Maternal mortality has not declined in Bangladesh. The 2016 Bangladesh Maternal Mortality Survey (BMMS), the third of its kind, revealed that the current maternal mortality ratio (MMR) is 196 per 100,000 live births, which was 194 in 2010. The survey indicates not only the performance of our health sector; it also reflects poorly on how women are treated in our society.
The survey was conducted by the National Institute of Population Research and Training (NIPORT) under the Ministry of Health and Family Welfare with technical support from international agencies. It involved a massive scientific investigation collecting data from 300,000 households all over the country. Unfortunately, since the embarrassing results of the survey were made public, there has been little effort from the ministry officials other than denying the stall in MMR decline. No substantive counterargument was presented either.
Bangladesh's recent progress in health indicators has been impressive. We achieved the Millennium Development Goal 4 related to child survival. Over the last seven years, delivery in health facilities and care-seeking interventions in maternal complications increased significantly. Unfortunately, these achievements have not translated into a reduction in maternal mortality, leaving Bangladesh perplexed in a paradox. Citing global lessons, experts had earlier cautioned that “business as usual” and dependence on contextual factors only (like education, communication, remittance, etc.) would not work for the last mile, and such a stalling effect could happen. The ministry did not heed the warning, and consequently, 42,000 mothers died in the last seven years. These deaths are unacceptable because 90 percent of them were preventable.
There are plausible reasons to believe that our health system has grossly underperformed in at least four areas that contributed to the current situation.
Vast majority of mothers are still deprived of essential care
More than half of the maternal deaths are due to haemorrhage and eclampsia. Solutions are known and financial provisions are available in the health sector programme. We simply failed to deliver. For example, every mother needs to consume two tablets of misoprostol within 10 minutes of delivery and that should substantially prevent postpartum haemorrhage. Only 17 percent of the mothers have received this so far. Despite having a large fleet of more than 150,000 health workers, both from the government and non-government organisations, the system failed to reach the mothers with tablets that would cost Tk 24 only. What is evident is the lack of prioritisation, proper planning, insincerity of the health workers, and inefficiency of the managers of different levels. This is just one of many similar examples.
Health facilities are not equipped to provide standard care
Be it public or private, health facilities largely do not meet quality standards. Only 3 percent of all facilities meet minimal standards of normal delivery care. Shortage of appropriately trained manpower, absence of manuals and guidelines, and lack of equipment and essential drugs impede quality care. Only 39 percent of the facilities have doctors available 24 hours to provide life-saving emergency obstetric care (EmOC). While a woman can die of haemorrhage within two hours, the huge number of health human resources are simply not available at the right time in the right place. Aspirations for reduction in maternal mortality thus remain elusive.

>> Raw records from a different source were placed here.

//! Tile geometry and grid partitioning.

use serde::{Deserialize, Serialize};

/// A rectangular sub-region of an image in pixel coordinates.
///
/// Bounds are half-open: the tile covers columns `[col_start, col_end)`
/// and rows `[row_start, row_end)`.
#[derive(Debug, Clone, Copy, PartialEq, Eq, Hash, Serialize, Deserialize)]
pub struct Tile {
    /// First row (y) covered by the tile
    pub row_start: u32,
    /// First column (x) covered by the tile
    pub col_start: u32,
    /// One past the last covered row
    pub row_end: u32,
    /// One past the last covered column
    pub col_end: u32,
}

impl Tile {
    pub fn new(row_start: u32, col_start: u32, row_end: u32, col_end: u32) -> Self {
        Self {
            row_start,
            col_start,
            row_end,
            col_end,
        }
    }

    /// Tile width in pixels.
    pub fn width(&self) -> u32 {
        self.col_end - self.col_start
    }

    /// Tile height in pixels.
    pub fn height(&self) -> u32 {
        self.row_end - self.row_start
    }

    /// Number of pixels covered by the tile.
    pub fn area(&self) -> u64 {
        self.width() as u64 * self.height() as u64
    }

    /// True when the tile covers no pixels.
    pub fn is_empty(&self) -> bool {
        self.area() == 0
    }
}

/// Partition a `width x height` rectangle into a row-major grid of
/// exactly `rows x cols` tiles.
///
/// Base tile dimensions come from integer division; the remainder pixels
/// are absorbed one at a time by the first rows and the first columns, so
/// tile dimensions differ by at most one pixel. The width remainder is
/// re-applied identically on every row. Coverage is exhaustive with no
/// overlap, and the output is deterministic for identical inputs.
///
/// When `rows` or `cols` exceed the pixel dimensions the excess tiles are
/// zero-height or zero-width; the tile count stays `rows * cols`.
///
/// Callers must pass positive `width`, `height`, `rows` and `cols`.
pub fn partition(width: u32, height: u32, rows: u32, cols: u32) -> Vec<Tile> {
    let base_width = width / cols;
    let extra_width = width % cols;
    let base_height = height / rows;
    let extra_height = height % rows;

    let mut tiles = Vec::with_capacity(rows as usize * cols as usize);
    let mut row_start = 0;
    for row in 0..rows {
        let mut row_end = row_start + base_height;
        if row < extra_height {
            row_end += 1;
        }

        let mut col_start = 0;
        for col in 0..cols {
            let mut col_end = col_start + base_width;
            if col < extra_width {
                col_end += 1;
            }
            tiles.push(Tile::new(row_start, col_start, row_end, col_end));
            col_start = col_end;
        }

        row_start = row_end;
    }

    tiles
}
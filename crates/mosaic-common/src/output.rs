//! Derived output path naming.

use std::path::{Path, PathBuf};

use crate::mode::RenderMode;

/// Derive the output path for a (source path, mode) pair.
///
/// Inserts `-<mode>` before the final extension: `photo.jpg` becomes
/// `photo-palette.jpg`. Only the last dot separates the extension, so
/// multi-dot stems are kept whole, and directory components are preserved.
/// A source without an extension gets the suffix appended to its name.
pub fn output_path(source: &Path, mode: RenderMode) -> PathBuf {
    let stem = source
        .file_stem()
        .map(|s| s.to_string_lossy().into_owned())
        .unwrap_or_default();

    let name = match source.extension() {
        Some(ext) => format!("{}-{}.{}", stem, mode.suffix(), ext.to_string_lossy()),
        None => format!("{}-{}", stem, mode.suffix()),
    };

    source.with_file_name(name)
}
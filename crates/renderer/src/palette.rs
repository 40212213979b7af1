//! Palette-mosaic rendering: each tile becomes its average color.

use image::{Rgba, RgbaImage};
use mosaic_common::{MosaicResult, Tile};
use rayon::prelude::*;
use tracing::debug;

use crate::average::region_average;

/// Minimum source pixels to benefit from a parallel averaging pass.
const PARALLEL_THRESHOLD: u64 = 4096; // 64x64 or larger

/// Render a palette mosaic.
///
/// For each index `i`, the average color of `input_grid[i]` in `source`
/// is flood-filled into `output_grid[i]` of `destination`. The two grids
/// must be the paired row-major partitions of the source and destination
/// rectangles (same rows x cols). Averaging always samples the source at
/// its native resolution, so a differently-sized destination produces a
/// resized mosaic without interpolation.
///
/// Tiles are independent, so the averaging pass runs in parallel for
/// larger sources; the result is identical either way.
pub fn render_palette(
    source: &RgbaImage,
    input_grid: &[Tile],
    destination: &mut RgbaImage,
    output_grid: &[Tile],
) -> MosaicResult<()> {
    debug_assert_eq!(input_grid.len(), output_grid.len());

    let colors = average_pass(source, input_grid, output_grid)?;

    for (tile, color) in output_grid.iter().zip(&colors) {
        let Some(color) = color else { continue };
        for y in tile.row_start..tile.row_end {
            for x in tile.col_start..tile.col_end {
                destination.put_pixel(x, y, *color);
            }
        }
    }

    Ok(())
}

/// Average color for one (input, output) tile pair.
///
/// An empty output tile has nothing to paint, so its input is never
/// sampled; this keeps degenerate grids (more rows/cols than pixels)
/// renderable end to end.
fn tile_color(source: &RgbaImage, input: Tile, output: Tile) -> MosaicResult<Option<Rgba<u8>>> {
    if output.is_empty() {
        return Ok(None);
    }
    region_average(source, input).map(Some)
}

fn average_pass(
    source: &RgbaImage,
    input_grid: &[Tile],
    output_grid: &[Tile],
) -> MosaicResult<Vec<Option<Rgba<u8>>>> {
    let source_pixels = source.width() as u64 * source.height() as u64;

    if source_pixels >= PARALLEL_THRESHOLD {
        debug!(tiles = input_grid.len(), "parallel averaging pass");
        input_grid
            .par_iter()
            .zip(output_grid.par_iter())
            .map(|(input, output)| tile_color(source, *input, *output))
            .collect()
    } else {
        input_grid
            .iter()
            .zip(output_grid.iter())
            .map(|(input, output)| tile_color(source, *input, *output))
            .collect()
    }
}
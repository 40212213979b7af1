//! Batch configuration assembled from command-line arguments.
//!
//! Validation collects every problem before the process exits, so a user
//! with three mistakes sees all three at once.

use std::path::{Path, PathBuf};
use std::str::FromStr;

use clap::Parser;
use thiserror::Error;
use walkdir::WalkDir;

use mosaic_common::{MosaicError, RenderMode, SizingConfig};

/// File extensions accepted when scanning directories.
const IMAGE_EXTENSIONS: [&str; 3] = ["jpg", "jpeg", "png"];

#[derive(Parser, Debug)]
#[command(name = "processor")]
#[command(about = "Batch image mosaic processor")]
pub struct Args {
    /// Input image files
    #[arg(short, long = "input", num_args = 1..)]
    pub inputs: Vec<PathBuf>,

    /// Directories scanned recursively for image files (jpg, jpeg, png)
    #[arg(short, long = "dir")]
    pub dirs: Vec<PathBuf>,

    /// Tile grid as ROWSxCOLS; also accepts ROWS*COLS or two values
    #[arg(short, long, num_args = 1..=2, default_value = "8x8")]
    pub grid: Vec<String>,

    /// Output resolution for palette mode as WIDTHxHEIGHT (0x0 inherits the source)
    #[arg(short, long, num_args = 1..=2)]
    pub resolution: Vec<String>,

    /// Render modes to produce (grid, palette); default: all modes
    #[arg(short, long = "mode")]
    pub modes: Vec<String>,

    /// Log level
    #[arg(long, default_value = "info")]
    pub log_level: String,
}

/// A problem found while assembling the configuration.
#[derive(Debug, Error)]
pub enum ConfigError {
    #[error("not enough input files to process; pass --input <FILE>... or --dir <DIR>...")]
    NoInputFiles,

    #[error("invalid dimension pair '{value}': {reason}; acceptable formats: 8x8, 8*8, \"8 8\"")]
    InvalidDimensions { value: String, reason: String },

    #[error("number of grid rows and columns must be >= 1, got {rows}x{cols}")]
    InvalidGrid { rows: u32, cols: u32 },

    #[error(transparent)]
    Mode(#[from] MosaicError),

    #[error("failed to scan directory '{path}': {message}")]
    DirWalk { path: String, message: String },
}

/// Validated batch configuration.
#[derive(Debug, Clone)]
pub struct Config {
    pub input_files: Vec<PathBuf>,
    pub sizing: SizingConfig,
    pub modes: Vec<RenderMode>,
}

impl Config {
    /// Build and validate a configuration, collecting every error.
    pub fn from_args(args: &Args) -> Result<Config, Vec<ConfigError>> {
        let mut errors = Vec::new();
        let defaults = SizingConfig::default();

        let mut input_files = args.inputs.clone();
        for dir in &args.dirs {
            match scan_directory(dir) {
                Ok(mut files) => input_files.append(&mut files),
                Err(e) => errors.push(e),
            }
        }
        if input_files.is_empty() {
            errors.push(ConfigError::NoInputFiles);
        }

        let (grid_rows, grid_cols) = match parse_dimensions(&args.grid.join(" ")) {
            Ok(pair) => pair,
            Err(e) => {
                errors.push(e);
                (defaults.grid_rows, defaults.grid_cols)
            }
        };
        if grid_rows < 1 || grid_cols < 1 {
            errors.push(ConfigError::InvalidGrid {
                rows: grid_rows,
                cols: grid_cols,
            });
        }

        let (output_width, output_height) = if args.resolution.is_empty() {
            (0, 0)
        } else {
            match parse_dimensions(&args.resolution.join(" ")) {
                Ok(pair) => pair,
                Err(e) => {
                    errors.push(e);
                    (0, 0)
                }
            }
        };

        let modes = if args.modes.is_empty() {
            RenderMode::ALL.to_vec()
        } else {
            let mut modes = Vec::with_capacity(args.modes.len());
            for name in &args.modes {
                match RenderMode::from_str(name) {
                    Ok(mode) => {
                        if !modes.contains(&mode) {
                            modes.push(mode);
                        }
                    }
                    Err(e) => errors.push(e.into()),
                }
            }
            modes
        };

        if !errors.is_empty() {
            return Err(errors);
        }

        Ok(Config {
            input_files,
            sizing: SizingConfig {
                grid_rows,
                grid_cols,
                output_width,
                output_height,
            },
            modes,
        })
    }
}

/// Parse a `ROWSxCOLS` / `WIDTHxHEIGHT` pair.
///
/// `x`, `*` and whitespace all separate the two numbers, so `8x8`, `8*8`
/// and `"8 8"` are equivalent.
fn parse_dimensions(value: &str) -> Result<(u32, u32), ConfigError> {
    let uniform: String = value
        .trim()
        .chars()
        .map(|c| if c == 'x' || c == '*' { ' ' } else { c })
        .collect();

    let parts: Vec<&str> = uniform.split_whitespace().collect();
    if parts.len() != 2 {
        return Err(ConfigError::InvalidDimensions {
            value: value.to_string(),
            reason: format!("expected two numbers, got {}", parts.len()),
        });
    }

    let mut numbers = [0u32; 2];
    for (slot, part) in numbers.iter_mut().zip(&parts) {
        *slot = part
            .parse::<u32>()
            .map_err(|_| ConfigError::InvalidDimensions {
                value: value.to_string(),
                reason: format!("can't convert '{}' to a number", part),
            })?;
    }

    Ok((numbers[0], numbers[1]))
}

/// Recursively collect image files (by extension) under `dir`.
fn scan_directory(dir: &Path) -> Result<Vec<PathBuf>, ConfigError> {
    let mut files = Vec::new();
    for entry in WalkDir::new(dir) {
        let entry = entry.map_err(|e| ConfigError::DirWalk {
            path: dir.display().to_string(),
            message: e.to_string(),
        })?;
        if entry.file_type().is_file() && is_image_file(entry.path()) {
            files.push(entry.into_path());
        }
    }
    Ok(files)
}

fn is_image_file(path: &Path) -> bool {
    path.extension()
        .and_then(|ext| ext.to_str())
        .map(|ext| IMAGE_EXTENSIONS.contains(&ext.to_ascii_lowercase().as_str()))
        .unwrap_or(false)
}
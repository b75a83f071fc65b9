// src/dbf/mod.rs
//! Reader for dBASE III/IV, FoxPro and Visual FoxPro table files.
//!
//! A table is opened under one [`Codec`] and [`DecodeMode`]; text is decoded
//! lazily as records are iterated, so a strict decode failure surfaces on the
//! record that contains the offending bytes.

use std::{
    fs,
    path::{Path, PathBuf},
};
use thiserror::Error;

use crate::encoding::{Codec, DecodeError, DecodeMode};

pub mod header;
pub mod memo;
pub mod value;

#[cfg(test)]
pub(crate) mod fixture;

pub use header::{DbfHeader, FieldDescriptor, FieldType};
pub use memo::MemoFile;
pub use value::Value;

use value::{parse_value, FieldContext};

const LIVE: u8 = b' ';
const EOF_MARK: u8 = 0x1A;

#[derive(Debug, Error)]
pub enum DbfError {
    #[error("reading {}: {source}", path.display())]
    Io {
        path: PathBuf,
        #[source]
        source: std::io::Error,
    },
    #[error("file is {len} bytes, too short for a table header")]
    TruncatedHeader { len: usize },
    #[error("invalid header: {0}")]
    InvalidHeader(String),
    #[error("field descriptor {index} is cut short")]
    TruncatedFields { index: usize },
    #[error("record {index} is cut short")]
    TruncatedRecord { index: usize },
    #[error("table has memo fields but no memo file next to {}", .0.display())]
    MissingMemoFile(PathBuf),
    #[error("memo block {block} lies outside the memo file")]
    MemoOutOfRange { block: u64 },
    #[error(transparent)]
    Decode(#[from] DecodeError),
    #[error("unknown field type {kind:?} in field {field}")]
    UnknownFieldType { field: String, kind: char },
    #[error("invalid {kind} value {raw:?} in field {field}")]
    InvalidValue {
        field: String,
        kind: &'static str,
        raw: String,
    },
}

/// One live record: values in field order.
#[derive(Debug, Clone, PartialEq)]
pub struct Record {
    values: Vec<Value>,
}

impl Record {
    pub fn values(&self) -> &[Value] {
        &self.values
    }

    pub fn get(&self, index: usize) -> Option<&Value> {
        self.values.get(index)
    }
}

/// An opened table, decoded under a single codec.
#[derive(Debug)]
pub struct DbfTable {
    path: PathBuf,
    header: DbfHeader,
    fields: Vec<FieldDescriptor>,
    data: Vec<u8>,
    memo: Option<MemoFile>,
    codec: Codec,
    mode: DecodeMode,
}

impl DbfTable {
    /// Read `path` and its memo file (if the table has memo fields).
    pub fn open(path: impl AsRef<Path>, codec: &Codec, mode: DecodeMode) -> Result<Self, DbfError> {
        let path = path.as_ref();
        let data = fs::read(path).map_err(|source| DbfError::Io {
            path: path.to_path_buf(),
            source,
        })?;
        let header = DbfHeader::parse(&data)?;
        let fields = header::parse_fields(&data, codec, mode)?;

        let memo = if fields.iter().any(FieldDescriptor::is_memo) {
            let memo_path =
                MemoFile::locate(path).ok_or_else(|| DbfError::MissingMemoFile(path.to_path_buf()))?;
            Some(MemoFile::open(&memo_path, header.is_dbase4())?)
        } else {
            None
        };

        Ok(Self {
            path: path.to_path_buf(),
            header,
            fields,
            data,
            memo,
            codec: codec.clone(),
            mode,
        })
    }

    /// Parse an in-memory table. Memo fields resolve against `memo` when given.
    pub fn from_bytes(
        path: impl Into<PathBuf>,
        data: Vec<u8>,
        memo: Option<MemoFile>,
        codec: &Codec,
        mode: DecodeMode,
    ) -> Result<Self, DbfError> {
        let header = DbfHeader::parse(&data)?;
        let fields = header::parse_fields(&data, codec, mode)?;
        Ok(Self {
            path: path.into(),
            header,
            fields,
            data,
            memo,
            codec: codec.clone(),
            mode,
        })
    }

    pub fn path(&self) -> &Path {
        &self.path
    }

    pub fn header(&self) -> &DbfHeader {
        &self.header
    }

    pub fn fields(&self) -> &[FieldDescriptor] {
        &self.fields
    }

    pub fn field_names(&self) -> Vec<&str> {
        self.fields.iter().map(|f| f.name.as_str()).collect()
    }

    pub fn codec(&self) -> &Codec {
        &self.codec
    }

    /// Live records in file order; deleted ones are skipped.
    pub fn records(&self) -> Records<'_> {
        Records {
            table: self,
            offset: usize::from(self.header.header_len),
            index: 0,
            done: false,
        }
    }

    /// Materialize the first live record, `None` when the table has none.
    pub fn first_record(&self) -> Result<Option<Record>, DbfError> {
        self.records().next().transpose()
    }

    fn parse_record(&self, raw: &[u8], index: usize) -> Result<Record, DbfError> {
        let ctx = FieldContext {
            codec: &self.codec,
            mode: self.mode,
            memo: self.memo.as_ref(),
        };
        let mut values = Vec::with_capacity(self.fields.len());
        let mut pos = 0usize;
        for field in &self.fields {
            let end = pos + usize::from(field.length);
            let bytes = raw
                .get(pos..end)
                .ok_or(DbfError::TruncatedRecord { index })?;
            values.push(parse_value(field, bytes, &ctx)?);
            pos = end;
        }
        Ok(Record { values })
    }
}

/// Iterator over the live records of a [`DbfTable`].
pub struct Records<'a> {
    table: &'a DbfTable,
    offset: usize,
    index: usize,
    done: bool,
}

impl Iterator for Records<'_> {
    type Item = Result<Record, DbfError>;

    fn next(&mut self) -> Option<Self::Item> {
        let record_len = usize::from(self.table.header.record_len);
        let data = &self.table.data;

        while !self.done {
            let flag = match data.get(self.offset) {
                Some(&EOF_MARK) | None => {
                    self.done = true;
                    return None;
                }
                Some(&flag) => flag,
            };

            let start = self.offset;
            let index = self.index;
            self.offset += record_len;
            self.index += 1;

            // deleted ('*') and unrecognised flags are skipped
            if flag != LIVE {
                continue;
            }

            let Some(raw) = data.get(start + 1..start + record_len) else {
                self.done = true;
                return Some(Err(DbfError::TruncatedRecord { index }));
            };
            return Some(self.table.parse_record(raw, index));
        }
        None
    }
}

Fundamentals of maternal health programming are not prioritised
Fifty-three percent of our mothers give birth at home. It's hard to provide them with standard care and support unless they are brought under high-quality facility level care. Only three percent of those mothers receive skilled care at home, leaving the vast majority with no one to help if any complications arise. We have not yet been able to establish a functional referral system which is a key prerequisite to EmOC. As a result, maternal deaths taking place on the way to a hospital have risen to 19 percent from 13 percent in 2010.
In order to ensure referral-level care, we need round-the-clock presence of specialists to perform emergency caesarean section at the EmOC centres, many of which are now non-functional owing mainly to non-availability of anaesthesiologists. While more than a hundred countries in the world allow nurses to be trained to provide limited anaesthesia, the Ministry of Health and Family Welfare hasn't yet done so.
Accountability is absent
Mothers have died in their thousands—and they still are—from preventable causes, and yet no one is held accountable. It's rare to find a health system that has near-zero accountability like ours. The ever-rising tendency for unnecessary caesarean section is a perfect example. As opposed to a WHO recommended maximum range of 15 percent, our C-section rate is now 31 percent of which three-fourths are unnecessary. Public or private, the health sector falls far short of being “regulated.”
Bits and pieces of maternal health interventions, best practices, skills, and strategies are available in the country. What's absent is ambition, strategic thinking to connect the discrete dots, and most importantly, action on the ground. It appears that the health leadership failed to understand the “business unusual” needed for the last mile towards ending preventable maternal deaths by 2030, as have been committed by nations of the world including us.
Ishtiaq Mannan is a public health specialist.